The Planche Tuck on Pbars is a medium-difficulty calisthenics hold on parallettes that builds core, shoulder, and upper back strength. It uses straight arms, scapular protraction, and a tight tucked knee position to lift hips level with shoulders for balance and pressing stability.
How to Do Planche Tuck on Pbars
- Set grips: Kneel between parallettes and grip them shoulder-width. Keep wrists neutral and fingers wrapped for secure support before you extend arms.
- Lock arms: Extend arms fully with elbows straight and triceps engaged. Align shoulder creases forward to establish a stable, straight-arm base.
- Depress shoulders: Drive shoulders down and slightly forward to depress and protract the scapula, creating a solid foundation for the hold and protecting the joints.
- Tuck knees: Compress your core and pull knees tightly into your chest, lifting hips until they are roughly level with shoulders while maintaining straight arms.
- Protract & hold: Push your torso away from the bars to protract the scapula and hold with controlled breathing. Maintain tight core and avoid shoulder collapse.
- Safe descent: Lower hips slowly back to kneeling, relax scapular protraction, and rest if form breaks. Exit controlled to avoid shoulder or wrist strain.
Muscle Groups
Core, Shoulders, Back
Description
Start from a kneeling position, gripping the Pbars about shoulder width apart.Arms should be straight, the creases of your shoulders facing forward, triceps engaged.
Depress and protract your shoulder. Drive down and inward, engaging your pecs, creating maximum tension. Compress your core and raise your hips, tucking your knees in tight. Try to push your self away from the bars so your hips become level with your shoulders.
Hold for time.
Maintain straight arms & scapula protraction, rest anytime your form breaks down
Progressions and Regressions
- Planche Tuck Low
- Planche Tuck on Pbars (current)
- Flying Frog on Pbars
- Planche Straddle Pike
- Planche Straddle
- Planche
Frequently Asked Questions
What are the benefits of the Planche Tuck on Pbars?
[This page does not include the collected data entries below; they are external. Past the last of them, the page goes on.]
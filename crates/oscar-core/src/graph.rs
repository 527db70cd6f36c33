// crates/oscar-core/src/graph.rs

//! Per-state compatibility/reachability graph (component D).
//!
//! Given a state `s` (identified by its arena index) this builds, for each
//! phase `k`, the list of candidate rows for `s`'s *child* at phase `k`,
//! then a `P`-layer compatibility graph over those candidates, and finally
//! enumerates every `P`-tuple that is simultaneously compatible end-to-end
//! — each such tuple is a new child state.
//!
//! Phase bookkeeping: a state's `rows[k]` is the spatial row it occupies at
//! generation (phase) `k`. Extending the search one row further down means
//! choosing, for every phase `k`, a new row `rows[k]` for the child such
//! that stepping `(parent.rows[k], s.rows[k])` forward one generation
//! reproduces `s.rows[(k+1) % P]` — i.e. `s`'s already-fixed next-phase row
//! is the constraint the child's candidate rows must satisfy. Symmetrically,
//! a child candidate at phase `k` is only usable if, combined with `s`'s row
//! at phase `k-1` as upper context and `s`'s row at phase `k`, it reproduces
//! `parent(s)`'s row at phase `k+1` — this is the edge test wired in
//! [`build`]'s third pass.

use crate::arena::StateArena;
use crate::config::Symmetry;
use crate::rows::list_rows;
use crate::rule::Rule;
use tracing::debug;

/// Candidate rows for one phase. Stator agreement between adjacent phases
/// is enforced directly in [`build`]'s compatibility pass rather than by
/// grouping candidates here.
#[derive(Clone, Debug, Default)]
pub struct PhaseCandidates {
    pub rows: Vec<u32>,
}

/// The per-state graph: one candidate list per phase, plus a compatibility
/// bitmap between adjacent phases and a reachability bitmap computed by
/// backward induction from the last phase.
pub struct StateGraph {
    pub period: usize,
    pub candidates: Vec<PhaseCandidates>,
    /// `compat[k]` is a `rows[k-1 mod P].len() x rows[k].len()` bitmap,
    /// row-major, `true` when `(candidates[k-1][i], candidates[k][j])` is a
    /// consistent adjacent pair (see [`build`]'s edge test): it is the edge
    /// *into* phase `k` from its predecessor, not the edge out of it.
    pub compat: Vec<Vec<bool>>,
    /// `reach[k][i]` is `true` iff candidate `i` at phase `k` can reach a
    /// fully consistent assignment of every later phase, computed by
    /// backward induction.
    pub reach: Vec<Vec<bool>>,
}

/// Build the full per-state graph for `s`.
///
/// The root is its own parent, which is intentional rather than a special
/// case: with an all-zero root this makes `upper == mid == 0`, i.e. "empty
/// field above", the correct boundary condition for the very first
/// expansion step.
pub fn build(
    arena: &StateArena,
    s: usize,
    rule: Rule,
    width: u32,
    spark_mask: u32,
    symmetry: Symmetry,
    stator_mask: u32,
) -> StateGraph {
    let period = arena.period() as usize;
    let parent = arena.parent_of(s);

    let state = arena.get(s);
    let parent_state = arena.get(parent);

    // Step 1: per-phase candidate generation.
    //
    // upper = row_k(parent(s)), mid = row_k(s), required_next = row_{k+1}(s).
    // The enumerated `lower` becomes the child's row at phase k: it is the
    // row that, sandwiched under `s`'s own phase-k row with `parent(s)`'s
    // phase-k row above, steps `s.rows[k]` forward into `s.rows[(k+1)%P]`.
    let mut candidates = Vec::with_capacity(period);
    for k in 0..period {
        let upper = parent_state.rows[k];
        let mid = state.rows[k];
        let required_next = state.rows[(k + 1) % period];
        let rows = list_rows(upper, mid, required_next, spark_mask, symmetry, rule, width);
        debug!(phase = k, candidates = rows.len(), "graph::build candidates");
        candidates.push(PhaseCandidates { rows });
    }

    // Step 3: edge compatibility between adjacent phases.
    //
    // A child candidate `i` at phase `k-1` and candidate `j` at phase `k`
    // are compatible iff, using `s.rows[k]` as the middle context row, they
    // reproduce `parent(s)`'s already-fixed row at phase `k+1` (the same
    // transition test `s` itself had to satisfy one phase earlier, now
    // re-checked one level down the arena for the child's own candidates),
    // *and* their stator columns agree: stator cells are a still life and
    // must carry the same value at every phase, so two candidate rows for
    // the same spatial row that disagree outside the rotor can never both
    // belong to a valid child, however their rotor columns compare.
    let mut compat = Vec::with_capacity(period);
    for k in 0..period {
        let prev_k = (k + period - 1) % period;
        let next_required = parent_state.rows[(k + 1) % period];
        let mid = state.rows[k];
        let prev_rows = &candidates[prev_k].rows;
        let cur_rows = &candidates[k].rows;
        let mut layer = vec![false; prev_rows.len() * cur_rows.len()];
        for (i, &upper) in prev_rows.iter().enumerate() {
            for (j, &lower) in cur_rows.iter().enumerate() {
                let stator_matches = (upper & stator_mask) == (lower & stator_mask);
                let ok = stator_matches
                    && crate::rows::transition_ok(upper, mid, lower, next_required, spark_mask, rule, width, symmetry);
                layer[i * cur_rows.len() + j] = ok;
            }
        }
        compat.push(layer);
    }

    let reach = compute_reachability(&candidates, &compat, period);

    StateGraph {
        period,
        candidates,
        compat,
        reach,
    }
}

/// Backward induction: a candidate at phase `k` is "reaching" if some
/// compatible candidate at phase `k+1` is reaching, with phase `P-1`'s
/// reaching set seeded as "everything survives" and then pruned once the
/// wraparound edge (`P-1` -> `0`) is folded in.
fn compute_reachability(candidates: &[PhaseCandidates], compat: &[Vec<bool>], period: usize) -> Vec<Vec<bool>> {
    let mut reach: Vec<Vec<bool>> = candidates.iter().map(|c| vec![true; c.rows.len()]).collect();

    // Iterate to a fixed point: since the phase graph is cyclic, one linear
    // backward pass is not enough in general (a node only reaches the end
    // via a path that wraps around). `period` passes are always sufficient
    // because a reachability fact can propagate at most one phase per pass
    // all the way around the cycle.
    for _ in 0..period {
        let mut changed = false;
        for k in (0..period).rev() {
            let next_k = (k + 1) % period;
            let cur_len = candidates[k].rows.len();
            let next_len = candidates[next_k].rows.len();
            // compat[next_k] holds the edge *into* next_k, i.e. from k.
            let layer = &compat[next_k];
            for i in 0..cur_len {
                if !reach[k][i] {
                    continue;
                }
                let can_continue = (0..next_len).any(|j| layer[i * next_len + j] && reach[next_k][j]);
                if !can_continue && reach[k][i] {
                    reach[k][i] = false;
                    changed = true;
                }
            }
        }
        if !changed {
            break;
        }
    }
    reach
}

/// Enumerate every `P`-tuple of candidate indices that forms a fully
/// consistent cycle around all phases, returning each as the new child's
/// `rows` vector (`candidates[k].rows[tuple[k]]` for each `k`).
///
/// This is a depth-first backtracking search guided by `reach`: a partial
/// assignment is abandoned as soon as it picks a non-reaching candidate,
/// and phase 0's choice is carried through to validate the final wraparound
/// edge back to phase 0.
#[must_use]
pub fn enumerate_children(graph: &StateGraph) -> Vec<Vec<u32>> {
    let period = graph.period;
    if period == 0 {
        return Vec::new();
    }
    let mut out = Vec::new();
    let mut chosen = vec![0usize; period];

    fn backtrack(graph: &StateGraph, k: usize, first: usize, chosen: &mut Vec<usize>, out: &mut Vec<Vec<u32>>) {
        let period = graph.period;
        if k == period {
            // Close the cycle: verify phase (P-1) -> phase 0 compatibility
            // against the candidate actually chosen for phase 0.
            let last = period - 1;
            // compat[0] holds the wraparound edge into phase 0, from `last`.
            if graph.compat[0][chosen[last] * graph.candidates[0].rows.len() + first] {
                out.push((0..period).map(|p| graph.candidates[p].rows[chosen[p]]).collect());
            }
            return;
        }
        let cur_len = graph.candidates[k].rows.len();
        for i in 0..cur_len {
            if !graph.reach[k][i] {
                continue;
            }
            if k > 0 {
                // compat[k] holds the edge into phase k, from phase k-1.
                let cur_len = graph.candidates[k].rows.len();
                let prev_choice = chosen[k - 1];
                let layer = &graph.compat[k];
                if !layer[prev_choice * cur_len + i] {
                    continue;
                }
            }
            chosen[k] = i;
            if k == 0 {
                backtrack(graph, k + 1, i, chosen, out);
            } else {
                backtrack(graph, k + 1, first, chosen, out);
            }
        }
    }

    backtrack(graph, 0, 0, &mut chosen, &mut out);
    out
}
The Planche Tuck on Pbars builds core compression, shoulder stability, and scapular control while improving pressing strength and balance. It also serves as a core progression toward harder planche variations and enhances overall upper-body tightness.
What common mistakes should I avoid when doing this hold?
Common mistakes include bending the elbows, allowing shoulder collapse, insufficient core compression, loose knees, and rushing progressions. Also avoid poor wrist alignment and holding when form degrades to prevent injury.
How can I progress or regress the Planche Tuck on Pbars?
Regress with tucked support holds, inclined parallette tuck, or frog-stand practice. Progress by increasing hold time, moving to advanced tuck, straddle-tuck, or straight-arm planche lean, and reducing knee tuck over time.